**Instructions for the task:**
Give back all the entries below. Omit none of them.

**Supplied records:**
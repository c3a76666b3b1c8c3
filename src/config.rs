use std::env;
use std::path::PathBuf;

/// Application-level constants
pub const APP_NAME: &str = "MedX";
pub const APP_VERSION: &str = env!("CARGO_PKG_VERSION");

const DEFAULT_DB_PATH: &str = "medx.db";
const DEFAULT_LOG_FILE: &str = "medx.log";
const DEFAULT_TRIAGE_URL: &str = "https://generativelanguage.googleapis.com/v1beta";
const DEFAULT_TRIAGE_MODEL: &str = "gemini-3-flash-preview";
const DEFAULT_TRIAGE_TIMEOUT_SECS: u64 = 30;
const DEFAULT_TICK_RATE_HZ: u32 = 30;
const MAX_TICK_RATE_HZ: u32 = 240;

/// Filter used when `MEDX_LOG` is not set.
pub fn default_log_filter() -> &'static str {
    "medx=info"
}

/// Runtime settings, read from the environment.
#[derive(Debug, Clone, PartialEq, Eq)]
pub struct AppConfig {
    /// SQLite file holding session and access-code records (`MEDX_DB_PATH`).
    pub db_path: PathBuf,
    /// Where tracing output goes (`MEDX_LOG_FILE`); the terminal belongs to the UI.
    pub log_file: PathBuf,
    /// `EnvFilter` directives (`MEDX_LOG`).
    pub log_filter: String,
    /// Generative-language API key (`GEMINI_API_KEY`, then `API_KEY`). Empty means every
    /// triage request falls back to the default advice.
    pub triage_api_key: String,
    pub triage_base_url: String,
    pub triage_model: String,
    pub triage_timeout_secs: u64,
    /// Refuse a sign-in while the account is marked active elsewhere (`MEDX_SINGLE_SESSION`).
    pub single_session: bool,
    /// UI ticks per second (`MEDX_TICK_RATE`, 1 to 240). Ticks drive redraws, notice
    /// timeouts and triage polling.
    pub tick_rate_hz: u32,
}

impl Default for AppConfig {
    fn default() -> Self {
        Self {
            db_path: PathBuf::from(DEFAULT_DB_PATH),
            log_file: PathBuf::from(DEFAULT_LOG_FILE),
            log_filter: default_log_filter().to_string(),
            triage_api_key: String::new(),
            triage_base_url: DEFAULT_TRIAGE_URL.to_string(),
            triage_model: DEFAULT_TRIAGE_MODEL.to_string(),
            triage_timeout_secs: DEFAULT_TRIAGE_TIMEOUT_SECS,
            single_session: true,
            tick_rate_hz: DEFAULT_TICK_RATE_HZ,
        }
    }
}

impl AppConfig {
    /// Reads settings from the process environment.
    pub fn from_env() -> Self {
        Self::from_lookup(|key| env::var(key).ok())
    }

    /// Builds settings from any key lookup; unset or blank keys keep their defaults.
    pub fn from_lookup<F>(lookup: F) -> Self
    where
        F: Fn(&str) -> Option<String>,
    {
        let get = |key: &str| lookup(key).filter(|v| !v.trim().is_empty());
        let defaults = Self::default();

        Self {
            db_path: get("MEDX_DB_PATH").map(PathBuf::from).unwrap_or(defaults.db_path),
            log_file: get("MEDX_LOG_FILE")
                .map(PathBuf::from)
                .unwrap_or(defaults.log_file),
            log_filter: get("MEDX_LOG").unwrap_or(defaults.log_filter),
            triage_api_key: get("GEMINI_API_KEY")
                .or_else(|| get("API_KEY"))
                .unwrap_or(defaults.triage_api_key),
            triage_base_url: get("MEDX_TRIAGE_URL").unwrap_or(defaults.triage_base_url),
            triage_model: get("MEDX_TRIAGE_MODEL").unwrap_or(defaults.triage_model),
            triage_timeout_secs: get("MEDX_TRIAGE_TIMEOUT_SECS")
                .and_then(|v| v.trim().parse().ok())
                .unwrap_or(defaults.triage_timeout_secs),
            single_session: get("MEDX_SINGLE_SESSION")
                .map(|v| !matches!(v.trim().to_ascii_lowercase().as_str(), "0" | "false" | "no" | "off"))
                .unwrap_or(defaults.single_session),
            tick_rate_hz: get("MEDX_TICK_RATE")
                .and_then(|v| v.trim().parse::<u32>().ok())
                .map(|hz| hz.clamp(1, MAX_TICK_RATE_HZ))
                .unwrap_or(defaults.tick_rate_hz),
        }
    }
}

#[cfg(test)]
mod tests {
    use super::*;
    use std::collections::HashMap;

    fn config_from(pairs: &[(&str, &str)]) -> AppConfig {
        let map: HashMap<String, String> = pairs
            .iter()
            .map(|(k, v)| (k.to_string(), v.to_string()))
            .collect();
        AppConfig::from_lookup(|key| map.get(key).cloned())
    }

    #[test]
    fn empty_environment_uses_defaults() {
        assert_eq!(config_from(&[]), AppConfig::default());
    }

    #[test]
    fn gemini_key_wins_over_generic_key() {
        let config = config_from(&[("API_KEY", "generic"), ("GEMINI_API_KEY", "gemini")]);
        assert_eq!(config.triage_api_key, "gemini");

        let config = config_from(&[("API_KEY", "generic")]);
        assert_eq!(config.triage_api_key, "generic");
    }

    #[test]
    fn bad_timeout_falls_back_to_default() {
        let config = config_from(&[("MEDX_TRIAGE_TIMEOUT_SECS", "soon")]);
        assert_eq!(config.triage_timeout_secs, DEFAULT_TRIAGE_TIMEOUT_SECS);

        let config = config_from(&[("MEDX_TRIAGE_TIMEOUT_SECS", " 5 ")]);
        assert_eq!(config.triage_timeout_secs, 5);
    }

    #[test]
    fn single_session_can_be_switched_off() {
        assert!(!config_from(&[("MEDX_SINGLE_SESSION", "off")]).single_session);
        assert!(!config_from(&[("MEDX_SINGLE_SESSION", "0")]).single_session);
        assert!(config_from(&[("MEDX_SINGLE_SESSION", "yes")]).single_session);
    }

    #[test]
    fn tick_rate_is_clamped() {
        assert_eq!(config_from(&[("MEDX_TICK_RATE", "60")]).tick_rate_hz, 60);
        assert_eq!(config_from(&[("MEDX_TICK_RATE", "0")]).tick_rate_hz, 1);
        assert_eq!(config_from(&[("MEDX_TICK_RATE", "10000")]).tick_rate_hz, 240);
        assert_eq!(config_from(&[("MEDX_TICK_RATE", "fast")]).tick_rate_hz, 30);
    }

    #[test]
    fn blank_values_are_ignored() {
        let config = config_from(&[("MEDX_DB_PATH", "  "), ("MEDX_LOG", "")]);
        assert_eq!(config.db_path, PathBuf::from("medx.db"));
        assert_eq!(config.log_filter, "medx=info");
    }

    #[test]
    fn app_name_is_medx() {
        assert_eq!(APP_NAME, "MedX");
    }
}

**Answer to this problem:**
repository c3a76666b3b1c8c3
filename src/config.rs
use std::env;
use std::path::PathBuf;

/// Application-level constants
pub const APP_NAME: &str = "MedX";
pub const APP_VERSION: &str = env!("CARGO_PKG_VERSION");

const DEFAULT_DB_PATH: &str = "medx.db";
const DEFAULT_LOG_FILE: &str = "medx.log";
const DEFAULT_TRIAGE_URL: &str = "https://generativelanguage.googleapis.com/v1beta";
const DEFAULT_TRIAGE_MODEL: &str = "gemini-3-flash-preview";
const DEFAULT_TRIAGE_TIMEOUT_SECS: u64 = 30;
const DEFAULT_TICK_RATE_HZ: u32 = 30;
const MAX_TICK_RATE_HZ: u32 = 240;

/// Filter used when `MEDX_LOG` is not set.
pub fn default_log_filter() -> &'static str {
    "medx=info"
}

/// Runtime settings, read from the environment.
#[derive(Debug, Clone, PartialEq, Eq)]
pub struct AppConfig {
    /// SQLite file holding session and access-code records (`MEDX_DB_PATH`).
    pub db_path: PathBuf,
    /// Where tracing output goes (`MEDX_LOG_FILE`); the terminal belongs to the UI.
    pub log_file: PathBuf,
    /// `EnvFilter` directives (`MEDX_LOG`).
    pub log_filter: String,
    /// Generative-language API key (`GEMINI_API_KEY`, then `API_KEY`). Empty means every
    /// triage request falls back to the default advice.
    pub triage_api_key: String,
    pub triage_base_url: String,
    pub triage_model: String,
    pub triage_timeout_secs: u64,
    /// Refuse a sign-in while the account is marked active elsewhere (`MEDX_SINGLE_SESSION`).
    pub single_session: bool,
    /// UI ticks per second (`MEDX_TICK_RATE`, 1 to 240). Ticks drive redraws, notice
    /// timeouts and triage polling.
    pub tick_rate_hz: u32,
}

impl Default for AppConfig {
    fn default() -> Self {
        Self {
            db_path: PathBuf::from(DEFAULT_DB_PATH),
            log_file: PathBuf::from(DEFAULT_LOG_FILE),
            log_filter: default_log_filter().to_string(),
            triage_api_key: String::new(),
            triage_base_url: DEFAULT_TRIAGE_URL.to_string(),
            triage_model: DEFAULT_TRIAGE_MODEL.to_string(),
            triage_timeout_secs: DEFAULT_TRIAGE_TIMEOUT_SECS,
            single_session: true,
            tick_rate_hz: DEFAULT_TICK_RATE_HZ,
        }
    }
}

impl AppConfig {
    /// Reads settings from the process environment.
    pub fn from_env() -> Self {
        Self::from_lookup(|key| env::var(key).ok())
    }

    /// Builds settings from any key lookup; unset or blank keys keep their defaults.
    pub fn from_lookup<F>(lookup: F) -> Self
    where
        F: Fn(&str) -> Option<String>,
    {
        let get = |key: &str| lookup(key).filter(|v| !v.trim().is_empty());
        let defaults = Self::default();

        Self {
            db_path: get("MEDX_DB_PATH").map(PathBuf::from).unwrap_or(defaults.db_path),
            log_file: get("MEDX_LOG_FILE")
                .map(PathBuf::from)
                .unwrap_or(defaults.log_file),
            log_filter: get("MEDX_LOG").unwrap_or(defaults.log_filter),
            triage_api_key: get("GEMINI_API_KEY")
                .or_else(|| get("API_KEY"))
                .unwrap_or(defaults.triage_api_key),
            triage_base_url: get("MEDX_TRIAGE_URL").unwrap_or(defaults.triage_base_url),
            triage_model: get("MEDX_TRIAGE_MODEL").unwrap_or(defaults.triage_model),
            triage_timeout_secs: get("MEDX_TRIAGE_TIMEOUT_SECS")
                .and_then(|v| v.trim().parse().ok())
                .unwrap_or(defaults.triage_timeout_secs),
            single_session: get("MEDX_SINGLE_SESSION")
                .map(|v| !matches!(v.trim().to_ascii_lowercase().as_str(), "0" | "false" | "no" | "off"))
                .unwrap_or(defaults.single_session),
            tick_rate_hz: get("MEDX_TICK_RATE")
                .and_then(|v| v.trim().parse::<u32>().ok())
                .map(|hz| hz.clamp(1, MAX_TICK_RATE_HZ))
                .unwrap_or(defaults.tick_rate_hz),
        }
    }
}

#[cfg(test)]
mod tests {
    use super::*;
    use std::collections::HashMap;

    fn config_from(pairs: &[(&str, &str)]) -> AppConfig {
        let map: HashMap<String, String> = pairs
            .iter()
            .map(|(k, v)| (k.to_string(), v.to_string()))
            .collect();
        AppConfig::from_lookup(|key| map.get(key).cloned())
    }

    #[test]
    fn empty_environment_uses_defaults() {
        assert_eq!(config_from(&[]), AppConfig::default());
    }

    #[test]
    fn gemini_key_wins_over_generic_key() {
        let config = config_from(&[("API_KEY", "generic"), ("GEMINI_API_KEY", "gemini")]);
        assert_eq!(config.triage_api_key, "gemini");

        let config = config_from(&[("API_KEY", "generic")]);
        assert_eq!(config.triage_api_key, "generic");
    }

    #[test]
    fn bad_timeout_falls_back_to_default() {
        let config = config_from(&[("MEDX_TRIAGE_TIMEOUT_SECS", "soon")]);
        assert_eq!(config.triage_timeout_secs, DEFAULT_TRIAGE_TIMEOUT_SECS);

        let config = config_from(&[("MEDX_TRIAGE_TIMEOUT_SECS", " 5 ")]);
        assert_eq!(config.triage_timeout_secs, 5);
    }

    #[test]
    fn single_session_can_be_switched_off() {
        assert!(!config_from(&[("MEDX_SINGLE_SESSION", "off")]).single_session);
        assert!(!config_from(&[("MEDX_SINGLE_SESSION", "0")]).single_session);
        assert!(config_from(&[("MEDX_SINGLE_SESSION", "yes")]).single_session);
    }

    #[test]
    fn tick_rate_is_clamped() {
        assert_eq!(config_from(&[("MEDX_TICK_RATE", "60")]).tick_rate_hz, 60);
        assert_eq!(config_from(&[("MEDX_TICK_RATE", "0")]).tick_rate_hz, 1);
        assert_eq!(config_from(&[("MEDX_TICK_RATE", "10000")]).tick_rate_hz, 240);
        assert_eq!(config_from(&[("MEDX_TICK_RATE", "fast")]).tick_rate_hz, 30);
    }

    #[test]
    fn blank_values_are_ignored() {
        let config = config_from(&[("MEDX_DB_PATH", "  "), ("MEDX_LOG", "")]);
        assert_eq!(config.db_path, PathBuf::from("medx.db"));
        assert_eq!(config.log_filter, "medx=info");
    }

    #[test]
    fn app_name_is_medx() {
        assert_eq!(APP_NAME, "MedX");
    }
}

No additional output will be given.